Things also looked less dire for the state’s higher education system. After two weeks of fighting and proclamations that the system was all but doomed to disproportionate cuts, one key lawmaker said Monday that colleges and universities will fare better despite the new revenue numbers.

“It’ll be a manageable cut,” said Rep. Earl Ehrhart (R-Powder Springs), who chairs the higher education budget subcommittee.

“What we’re going to come out with,” he said, “is something significantly less” than the projected $300 million cut that led to fears last week of thousands of layoffs at colleges and universities, massive tuition increases, and an end to popular programs.

But if higher education is spared, the cuts must come from somewhere. Unless, as some have suggested, lawmakers look to other sources of new revenue.

Alan Essig, executive director of the nonpartisan Georgia Budget and Policy Institute, said the state should consider a combination of cuts and modest tax increases. Essig suggests a 1 percent income tax increase on all Georgians making above $400,000 a year.

“The expectation was February was the month we would start to increase revenues,” Essig said before the revenue numbers were released Monday. “I think the governor was expecting that month-to-month growth starting in January. Based on February [2009], it should be up considerably. If it’s not, it’s a bad sign.”

But tax increases are a difficult sell in a Republican-controlled General Assembly in an election year. If any tax has a chance this year, it could be a proposal to increase the levy on cigarettes by $1 a pack.

A Capitol rally by the Georgia Alliance for Tobacco Prevention kicked off a tug-of-war between those hoping to increase cigarette taxes and opponents who will hold an anti-tax rally Tuesday.

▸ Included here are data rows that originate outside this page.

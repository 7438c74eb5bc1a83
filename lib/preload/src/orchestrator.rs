//! The preload orchestrator.
//!
//! Warms the cache for every enabled account ahead of interactive use.
//! Triples for one account execute sequentially so a single backend never
//! sees a burst of parallel preload calls; accounts execute in parallel so
//! total preload latency is bounded by the slowest account, not the sum.

use crate::error::FetchError;
use crate::registry::{PreloadEntry, PreloadRegistry};
use amber_relay_account::Account;
use amber_relay_cache::CacheStore;
use amber_relay_core::AccountId;
use amber_relay_fanout::{Branch, FanOutRouter};
use serde::{Deserialize, Serialize};
use serde_json::Value as JsonValue;
use std::convert::Infallible;

/// Outcome of one preload triple for one account.
#[derive(Debug, Clone, PartialEq, Eq, Serialize, Deserialize)]
#[serde(tag = "status", rename_all = "snake_case")]
pub enum PreloadStatus {
    /// A fresh entry was already cached; no network call happened.
    Hit,
    /// The fetcher ran and its payload was stored.
    Fetched,
    /// The fetch or store failed; carries the raw error text.
    Failed { error: String },
}

/// One recorded preload outcome.
#[derive(Debug, Clone, PartialEq, Eq, Serialize, Deserialize)]
pub struct PreloadOutcome {
    /// The account the triple ran for.
    pub account_id: AccountId,
    /// The account's display name.
    pub account_name: String,
    /// The triple's cache key.
    pub cache_key: String,
    /// What happened.
    pub status: PreloadStatus,
}

/// Warms caches across all enabled accounts.
pub struct PreloadOrchestrator {
    pub(crate) registry: PreloadRegistry,
    pub(crate) cache: CacheStore,
}

impl PreloadOrchestrator {
    /// Creates an orchestrator over a registry and cache store.
    #[must_use]
    pub fn new(registry: PreloadRegistry, cache: CacheStore) -> Self {
        Self { registry, cache }
    }

    /// Warms every registered triple for every enabled account.
    ///
    /// Never fails: each per-triple problem becomes a recorded
    /// `PreloadStatus::Failed` outcome. Disabled accounts are skipped
    /// entirely.
    pub async fn warm_all(&self, accounts: &[Account]) -> Vec<PreloadOutcome> {
        let branches: Vec<Branch<Account>> = accounts
            .iter()
            .filter(|account| account.enabled)
            .map(|account| Branch::new(account.name.clone(), account.clone()))
            .collect();

        let results = FanOutRouter::query_all(branches, None, |branch| async move {
            Ok::<_, Infallible>(self.warm_account(branch.target).await)
        })
        .await;

        results
            .into_iter()
            .flat_map(|result| result.value)
            .collect()
    }

    /// Warms one account's triples, in registration order.
    async fn warm_account(&self, account: Account) -> Vec<PreloadOutcome> {
        let entries = self.registry.entries_for(&account.connector_type);
        let mut outcomes = Vec::with_capacity(entries.len());

        for entry in entries {
            let status = self.warm_entry(&account, entry).await;
            outcomes.push(PreloadOutcome {
                account_id: account.id,
                account_name: account.name.clone(),
                cache_key: entry.cache_key.clone(),
                status,
            });
        }

        outcomes
    }

    async fn warm_entry(&self, account: &Account, entry: &PreloadEntry) -> PreloadStatus {
        match self
            .cache
            .get::<JsonValue>(account.id, &entry.cache_key)
            .await
        {
            Ok(Some(_)) => return PreloadStatus::Hit,
            Ok(None) => {}
            Err(error) => {
                // A broken cache read degrades to a miss; the fetch below
                // still gets its chance to warm the entry.
                tracing::warn!(
                    account = %account.name,
                    cache_key = %entry.cache_key,
                    %error,
                    "cache read failed during preload"
                );
            }
        }

        match entry.fetcher.fetch(account).await {
            Ok(payload) => {
                match self
                    .cache
                    .set(account.id, &entry.cache_key, &payload, entry.ttl)
                    .await
                {
                    Ok(()) => PreloadStatus::Fetched,
                    Err(error) => PreloadStatus::Failed {
                        error: error.to_string(),
                    },
                }
            }
            Err(error) => {
                tracing::warn!(
                    account = %account.name,
                    cache_key = %entry.cache_key,
                    %error,
                    "preload fetch failed"
                );
                PreloadStatus::Failed {
                    error: error.to_string(),
                }
            }
        }
    }

    /// Drives the account's first registered fetcher once, bypassing the
    /// cache.
    ///
    /// This is the interactive "test connection" path: unlike preload it
    /// surfaces the raw error so a human can act on it. Nothing is stored.
    ///
    /// # Errors
    ///
    /// Returns the fetcher's error unmodified, or `FetchError::Upstream`
    /// when the connector type has no registered fetchers.
    pub async fn test_connection(&self, account: &Account) -> Result<JsonValue, FetchError> {
        let entry = self
            .registry
            .entries_for(&account.connector_type)
            .first()
            .ok_or_else(|| FetchError::Upstream {
                message: format!(
                    "no preload fetchers registered for connector type '{}'",
                    account.connector_type
                ),
            })?;

        entry.fetcher.fetch(account).await
    }
}

#[cfg(test)]
mod tests {
    use super::*;
    use crate::registry::PreloadFetcher;
    use amber_relay_cache::{CacheStore, MemoryCacheRepository};
    use async_trait::async_trait;
    use chrono::Duration;
    use serde_json::json;
    use std::sync::Arc;
    use std::sync::atomic::{AtomicUsize, Ordering};

    /// Fetcher stub with a fixed result and a call counter.
    struct StubFetcher {
        calls: AtomicUsize,
        result: Result<JsonValue, FetchError>,
    }

    impl StubFetcher {
        fn ok(payload: JsonValue) -> Arc<Self> {
            Arc::new(Self {
                calls: AtomicUsize::new(0),
                result: Ok(payload),
            })
        }

        fn failing(message: &str) -> Arc<Self> {
            Arc::new(Self {
                calls: AtomicUsize::new(0),
                result: Err(FetchError::Upstream {
                    message: message.to_string(),
                }),
            })
        }

        fn call_count(&self) -> usize {
            self.calls.load(Ordering::SeqCst)
        }
    }

    #[async_trait]
    impl PreloadFetcher for StubFetcher {
        async fn fetch(&self, _account: &Account) -> Result<JsonValue, FetchError> {
            self.calls.fetch_add(1, Ordering::SeqCst);
            self.result.clone()
        }
    }

    fn cache() -> CacheStore {
        CacheStore::new(Arc::new(MemoryCacheRepository::new()))
    }

    fn account(name: &str, connector_type: &str, enabled: bool) -> Account {
        let mut account = Account::new(name.to_string(), connector_type.to_string(), Vec::new());
        account.enabled = enabled;
        account
    }

    fn entry(key: &str, fetcher: Arc<StubFetcher>) -> PreloadEntry {
        PreloadEntry::new(key, Duration::minutes(15), fetcher)
    }

    #[tokio::test]
    async fn cold_keys_are_fetched_and_stored() {
        let cache = cache();
        let fetcher = StubFetcher::ok(json!({"issues": ["A-1"]}));
        let mut registry = PreloadRegistry::new();
        registry.register("issue_tracker", entry("open_issues", fetcher.clone()));
        let orchestrator = PreloadOrchestrator::new(registry, cache.clone());

        let acme = account("acme", "issue_tracker", true);
        let outcomes = orchestrator.warm_all(&[acme.clone()]).await;

        assert_eq!(outcomes.len(), 1);
        assert_eq!(outcomes[0].status, PreloadStatus::Fetched);
        assert_eq!(outcomes[0].account_name, "acme");
        assert_eq!(fetcher.call_count(), 1);

        let cached: Option<JsonValue> = cache.get(acme.id, "open_issues").await.unwrap();
        assert_eq!(cached, Some(json!({"issues": ["A-1"]})));
    }

    #[tokio::test]
    async fn fresh_entries_are_skipped() {
        let cache = cache();
        let fetcher = StubFetcher::ok(json!({"issues": []}));
        let mut registry = PreloadRegistry::new();
        registry.register("issue_tracker", entry("open_issues", fetcher.clone()));
        let orchestrator = PreloadOrchestrator::new(registry, cache.clone());

        let acme = account("acme", "issue_tracker", true);
        cache
            .set(
                acme.id,
                "open_issues",
                &json!({"issues": ["cached"]}),
                Duration::minutes(15),
            )
            .await
            .unwrap();

        let outcomes = orchestrator.warm_all(&[acme]).await;

        assert_eq!(outcomes[0].status, PreloadStatus::Hit);
        assert_eq!(fetcher.call_count(), 0);
    }

    #[tokio::test]
    async fn failures_are_recorded_not_thrown() {
        let cache = cache();
        let failing = StubFetcher::failing("503 from tracker");
        let healthy = StubFetcher::ok(json!({"projects": ["P1"]}));
        let mut registry = PreloadRegistry::new();
        registry.register("issue_tracker", entry("open_issues", failing));
        registry.register("issue_tracker", entry("projects", healthy));
        let orchestrator = PreloadOrchestrator::new(registry, cache);

        let outcomes = orchestrator
            .warm_all(&[account("acme", "issue_tracker", true)])
            .await;

        assert_eq!(outcomes.len(), 2);
        match &outcomes[0].status {
            PreloadStatus::Failed { error } => assert!(error.contains("503 from tracker")),
            other => panic!("expected failure, got {other:?}"),
        }
        // The failing triple did not stop its successor.
        assert_eq!(outcomes[1].status, PreloadStatus::Fetched);
    }

    #[tokio::test]
    async fn disabled_accounts_are_skipped() {
        let cache = cache();
        let fetcher = StubFetcher::ok(json!({}));
        let mut registry = PreloadRegistry::new();
        registry.register("issue_tracker", entry("open_issues", fetcher.clone()));
        let orchestrator = PreloadOrchestrator::new(registry, cache);

        let outcomes = orchestrator
            .warm_all(&[account("dormant", "issue_tracker", false)])
            .await;

        assert!(outcomes.is_empty());
        assert_eq!(fetcher.call_count(), 0);
    }

    #[tokio::test]
    async fn triples_run_in_registration_order() {
        let cache = cache();
        let mut registry = PreloadRegistry::new();
        registry.register("issue_tracker", entry("projects", StubFetcher::ok(json!([]))));
        registry.register(
            "issue_tracker",
            entry("open_issues", StubFetcher::ok(json!([]))),
        );
        registry.register("issue_tracker", entry("labels", StubFetcher::ok(json!([]))));
        let orchestrator = PreloadOrchestrator::new(registry, cache);

        let outcomes = orchestrator
            .warm_all(&[account("acme", "issue_tracker", true)])
            .await;

        let keys: Vec<&str> = outcomes.iter().map(|o| o.cache_key.as_str()).collect();
        assert_eq!(keys, vec!["projects", "open_issues", "labels"]);
    }

    #[tokio::test]
    async fn accounts_with_unregistered_connector_produce_nothing() {
        let cache = cache();
        let orchestrator = PreloadOrchestrator::new(PreloadRegistry::new(), cache);

        let outcomes = orchestrator
            .warm_all(&[account("acme", "teleporter", true)])
            .await;

        assert!(outcomes.is_empty());
    }

    #[tokio::test]
    async fn multiple_accounts_all_get_warmed() {
        let cache = cache();
        let fetcher = StubFetcher::ok(json!({"n": 1}));
        let mut registry = PreloadRegistry::new();
        registry.register("issue_tracker", entry("open_issues", fetcher.clone()));
        let orchestrator = PreloadOrchestrator::new(registry, cache);

        let outcomes = orchestrator
            .warm_all(&[
                account("acme", "issue_tracker", true),
                account("globex", "issue_tracker", true),
            ])
            .await;

        assert_eq!(outcomes.len(), 2);
        assert_eq!(fetcher.call_count(), 2);
        let mut names: Vec<&str> = outcomes.iter().map(|o| o.account_name.as_str()).collect();
        names.sort_unstable();
        assert_eq!(names, vec!["acme", "globex"]);
    }

    #[tokio::test]
    async fn test_connection_bypasses_cache_and_surfaces_raw_error() {
        let cache = cache();
        let fetcher = StubFetcher::failing("401 invalid_grant");
        let mut registry = PreloadRegistry::new();
        registry.register("issue_tracker", entry("open_issues", fetcher.clone()));
        let orchestrator = PreloadOrchestrator::new(registry, cache.clone());

        let acme = account("acme", "issue_tracker", true);
        // Even a fresh cache entry must not short-circuit the probe.
        cache
            .set(acme.id, "open_issues", &json!({}), Duration::minutes(15))
            .await
            .unwrap();

        let err = orchestrator.test_connection(&acme).await.unwrap_err();
        assert!(err.to_string().contains("401 invalid_grant"));
        assert_eq!(fetcher.call_count(), 1);
    }

    #[tokio::test]
    async fn test_connection_without_fetchers_is_an_error() {
        let orchestrator = PreloadOrchestrator::new(PreloadRegistry::new(), cache());

        let err = orchestrator
            .test_connection(&account("acme", "teleporter", true))
            .await
            .unwrap_err();
        assert!(err.to_string().contains("teleporter"));
    }
}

More than 100 health care professionals and members of the faith community showed up Monday, many of them wearing “Pass the Buck” badges with dollar bills pinned to them.

The proposed tax would raise an estimated $354 million annually and — proponents say — decrease the number of smokers.

But Ehrhart and others said revenue figures released Monday show the tax is not a dependable source of revenue. The state’s tobacco tax collections dropped by 20 percent in February (from February 2009), and are off by 30 percent for the fiscal year.

“That ought to be the death knell for that concept,” Ehrhart said. But House Speaker David Ralston (R-Blue Ridge) wasn’t willing to go that far.

“I’ve said we’re open to talking about all sorts of issues,” he said, before quickly adding that he generally opposes tax increases and worrying, like Ehrhart, that tobacco revenues are not stable.

If not taxes, the money to fill the hole in the current budget will come from more cuts and the use of one-time money taken from a variety of sources. It’s likely lawmakers will bring forward federal stimulus money they had hoped to use next year. But, as Cagle said, doing so “means the cuts in ’11 are far, far more severe.”

Cagle believes lawmakers also will consider raising certain user fees.

“There is no silver bullet in this,” Cagle said. “You have to address it on the expense side of the ledger.”

Staff writer Jim Tharpe contributed to this article.